A concentração rentista no Brasil, apesar da expansão econômica

Por Bruno Lima Rocha, jornalista, cientista político e professor de Relações Internacionais. 

0 54

Existem algumas máximas na caracterização das potencialidades econômicas brasileiras, ao menos dentro de um prisma da economia política e da correlação de forças para a inserção internacional do país. Uma afirma que o país cresce até por osmose, quase que por inércia. Basta não tomar muitas medidas contracionistas. Esta percepção gera a ideia equivocada da possibilidade do “ganha ganha”, ou a versão da social-democracia brasileira no século XXI. Isto é, atender demandas populares sem incomodar o andar de cima que opera no país.

Outra ideia-guia vem de fora e tem um sentido lógico mais forte. Afirma que “o Brasil já grande demais em inércia para ficar maior ainda em movimento”. E como sabe o Departamento de Estado dos EUA, “para onde for o Brasil, leva a América do Sul, talvez a América Latina inteira”. Outra percepção, esta da supremacia naval, entende que o Atlântico Sul não pode ser um oceano autárquico para potências médias, menos ainda depois da Guerra das Malvinas (02/06/1982 a 14/06/1982). Tal episódio merece um debate à parte, mas cabe aqui apenas uma caracterização. Sim, mesmo sob regimes de exceção, é possível a cooperação estratégica entre Brasil e Argentina. E não: jamais os aliados anglo-saxões irão se abandonar à própria sorte.

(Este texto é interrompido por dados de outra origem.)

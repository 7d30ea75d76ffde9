// ── Runtime descriptor ──
//
// What the scheduler queues and the applier consumes: the document to
// install plus the OS-only attributes the document format cannot carry.

use serde::{Deserialize, Serialize};

use super::common::ProfileClass;
use super::profile::Profile;
use super::strategy::VpnStrategy;

/// Connection-entry attributes outside the profile document.
#[derive(Debug, Clone, Default, PartialEq, Eq, Serialize, Deserialize)]
#[serde(default)]
pub struct RuntimeAttributes {
    pub interface_metric: Option<u32>,
    pub strategy: Option<VpnStrategy>,
    pub disable_credentials: bool,
    /// Seconds. `Some(0)` means "disable mobility" rather than a zero timer.
    pub network_outage_time: Option<u32>,
    pub mtu: Option<u32>,
    /// Device tunnels only.
    pub machine_eku_filter: Option<String>,
    pub proxy_exceptions: Vec<String>,
    pub proxy_bypass_local: bool,
}

#[derive(Debug, Clone, PartialEq, Serialize, Deserialize)]
pub struct ManagedProfile {
    pub name: String,
    pub class: ProfileClass,
    /// Profile document. Empty marks a delete tombstone.
    pub document: String,
    #[serde(default, skip_serializing_if = "Option::is_none")]
    pub profile: Option<Profile>,
    #[serde(default)]
    pub attributes: RuntimeAttributes,
    #[serde(default)]
    pub deployed: bool,
    #[serde(default, skip_serializing_if = "Option::is_none")]
    pub old_profile_name: Option<String>,
}

impl ManagedProfile {
    pub fn new(
        name: impl Into<String>,
        class: ProfileClass,
        document: impl Into<String>,
        attributes: RuntimeAttributes,
    ) -> Self {
        let name = name.into();
        let document = document.into();
        let profile =
            (!document.trim().is_empty()).then(|| Profile::from_document(&name, &document));
        Self {
            name,
            class,
            document,
            profile,
            attributes,
            deployed: false,
            old_profile_name: None,
        }
    }

    /// A delete request for `name`.
    pub fn tombstone(name: impl Into<String>, class: ProfileClass) -> Self {
        Self::new(name, class, String::new(), RuntimeAttributes::default())
    }

    pub fn renamed_from(mut self, old_name: impl Into<String>) -> Self {
        self.old_profile_name = Some(old_name.into());
        self
    }

    /// Tombstones are deletes whatever else is set.
    pub fn is_tombstone(&self) -> bool {
        self.document.trim().is_empty()
    }

    /// The desired profile, parsing the document if it was not kept.
    pub fn desired(&self) -> Option<Profile> {
        if self.is_tombstone() {
            return None;
        }
        Some(
            self.profile
                .clone()
                .unwrap_or_else(|| Profile::from_document(&self.name, &self.document)),
        )
    }

    /// Proxy server configured in the document, if any.
    pub fn proxy_server(&self) -> Option<&str> {
        self.profile.as_ref().and_then(|p| p.proxy_server.as_deref())
    }
}

#[cfg(test)]
mod tests {
    use super::*;

    #[test]
    fn empty_document_is_a_tombstone_even_with_attributes() {
        let mut update = ManagedProfile::tombstone("Corp", ProfileClass::User);
        update.attributes.mtu = Some(1400);
        assert!(update.is_tombstone());
        assert!(update.desired().is_none());

        let whitespace = ManagedProfile::new(
            "Corp",
            ProfileClass::User,
            "  \n",
            RuntimeAttributes::default(),
        );
        assert!(whitespace.is_tombstone());
    }

    #[test]
    fn document_is_parsed_on_construction() {
        let update = ManagedProfile::new(
            "Corp",
            ProfileClass::User,
            "<VPNProfile><AlwaysOn>true</AlwaysOn><Proxy><Manual><Server>p:80</Server></Manual></Proxy></VPNProfile>",
            RuntimeAttributes::default(),
        );
        assert!(update.desired().is_some_and(|p| p.always_on));
        assert_eq!(update.proxy_server(), Some("p:80"));
    }
}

Existe algum volume de debate sobre o quão ameaçador foi o ciclo virtuoso brasileiro que acompanhou a “onda rosa latino-americana” da primeira década e meia no Continente. Este ciclo teria tido seu auge no segundo governo Lula (2007-2010) e o primeiro de Dilma (2011-2014) e se a bonança já havia começado na segunda metade do primeiro governo de Lula (o mandato foi de 1o de janeiro de 2003 a 31 de dezembro de 2006), mas o certo é que neste período, apesar de todas as circunstâncias internas desfavoráveis – a começar pelas vacilações da própria elite civil então dirigindo o país –, o Departamento de Estado das duas administrações Obama centrou esforços para a mudança de regime. Uma gigantesa Operação de Lawfare (a Lava Jato) e a criminalização do modelo econômico colocou o país em um transe reacionário.

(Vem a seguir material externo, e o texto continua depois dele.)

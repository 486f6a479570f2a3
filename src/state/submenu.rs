//! Submenu Coordinator - At-most-one-open-child enforcement
//!
//! A parent menu widget owns an "open" signal; child submenus register with
//! their own open-status signal and a close callback. The coordinator:
//! - closes every other open child whenever one child opens
//! - closes all open children when the parent closes
//! - exposes `have_open_submenu` for the parent's rendering logic
//!
//! Children are expected to live for the coordinator's lifetime (mount parity
//! with the owning widget tree); there is no per-child unregistration.
//! Dropping the coordinator stops all of its watchers.
//!
//! # Example
//!
//! ```ignore
//! use spark_widgets::state::submenu::SubmenuCoordinator;
//! use spark_signals::signal;
//!
//! let parent_open = signal(true);
//! let coordinator = SubmenuCoordinator::new(parent_open.clone());
//!
//! let file_open = signal(false);
//! let file_status = file_open.clone();
//! coordinator.register(file_status, move || file_open.set(false));
//!
//! // Opening a second child closes the first through its callback;
//! // closing the parent closes whichever child is open.
//! parent_open.set(false);
//! ```

use std::cell::RefCell;
use std::rc::Rc;

use spark_signals::{effect, signal, Signal};

struct ChildEntry {
    id: u64,
    status: Signal<bool>,
    on_close: Rc<dyn Fn()>,
}

struct Registry {
    children: Vec<ChildEntry>,
    next_id: u64,
}

/// Coordinates the open state of one menu's registered submenus.
pub struct SubmenuCoordinator {
    registry: Rc<RefCell<Registry>>,
    parent_open: Signal<bool>,
    have_open: Signal<bool>,
    stops: RefCell<Vec<Box<dyn FnOnce()>>>,
}

impl SubmenuCoordinator {
    /// Create a coordinator watching the parent's open signal.
    ///
    /// When the parent transitions to closed, every currently-open child is
    /// closed through its callback.
    pub fn new(parent_open: Signal<bool>) -> Self {
        let registry = Rc::new(RefCell::new(Registry {
            children: Vec::new(),
            next_id: 1,
        }));
        let have_open = signal(false);

        let stop = effect({
            let parent_open = parent_open.clone();
            let registry = registry.clone();
            let have_open = have_open.clone();
            move || {
                if !parent_open.get() {
                    close_open_children(&registry, None);
                    refresh_have_open(&registry, &have_open);
                }
            }
        });

        Self {
            registry,
            parent_open,
            have_open,
            stops: RefCell::new(vec![Box::new(stop)]),
        }
    }

    /// Register a child submenu. Returns its assigned id.
    ///
    /// The child's status signal is watched from here on: whenever it becomes
    /// open, every other open child is closed via its callback. The callback
    /// is responsible for setting its own status signal back to closed.
    pub fn register(&self, status: Signal<bool>, on_close: impl Fn() + 'static) -> u64 {
        let id = {
            let mut registry = self.registry.borrow_mut();
            let id = registry.next_id;
            registry.next_id += 1;
            registry.children.push(ChildEntry {
                id,
                status: status.clone(),
                on_close: Rc::new(on_close),
            });
            id
        };

        let stop = effect({
            let registry = self.registry.clone();
            let have_open = self.have_open.clone();
            move || {
                if status.get() {
                    close_open_children(&registry, Some(id));
                }
                refresh_have_open(&registry, &have_open);
            }
        });
        self.stops.borrow_mut().push(Box::new(stop));

        id
    }

    /// Close every open child.
    pub fn close_all(&self) {
        close_open_children(&self.registry, None);
        refresh_have_open(&self.registry, &self.have_open);
    }

    /// True iff any registered child is currently open.
    pub fn have_open_submenu(&self) -> bool {
        self.have_open.get()
    }

    /// Reactive view of [`have_open_submenu`](Self::have_open_submenu).
    pub fn have_open_submenu_signal(&self) -> Signal<bool> {
        self.have_open.clone()
    }

    pub fn parent_open(&self) -> bool {
        self.parent_open.get()
    }

    pub fn child_count(&self) -> usize {
        self.registry.borrow().children.len()
    }
}

impl Drop for SubmenuCoordinator {
    fn drop(&mut self) {
        for stop in self.stops.borrow_mut().drain(..) {
            stop();
        }
    }
}

/// Invoke the close callback of every open child except `keep`.
///
/// Callbacks are collected before invocation: a callback typically sets its
/// own status signal, which re-enters the watchers, so no registry borrow may
/// be held while calling out.
fn close_open_children(registry: &Rc<RefCell<Registry>>, keep: Option<u64>) {
    let to_close: Vec<Rc<dyn Fn()>> = registry
        .borrow()
        .children
        .iter()
        .filter(|child| Some(child.id) != keep && child.status.get())
        .map(|child| child.on_close.clone())
        .collect();
    for close in to_close {
        close();
    }
}

fn refresh_have_open(registry: &Rc<RefCell<Registry>>, have_open: &Signal<bool>) {
    let any_open = registry
        .borrow()
        .children
        .iter()
        .any(|child| child.status.get());
    if have_open.get() != any_open {
        have_open.set(any_open);
    }
}

// =============================================================================
// TESTS
// =============================================================================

Já no governo Lula 3, após uma longa estagnação com renda concentrada e política econômica centrada na acumulação financeira, parece que realmente estamos em um momento de economia aquecida e retomada do emprego direto com trabalho formal. Não há bonança como no boom econômico da primeira e segunda década deste século, mas o futuro próximo parece ser promissor, desde que “nada saia muito do lugar” e não vejamos uma nova “rebelião das elites” como ocorreu do segundo turno de 2014 até a eleição de Jair Bolsonaro (em 2018), concorrendo contra o favorito preso sem provas jurídicas.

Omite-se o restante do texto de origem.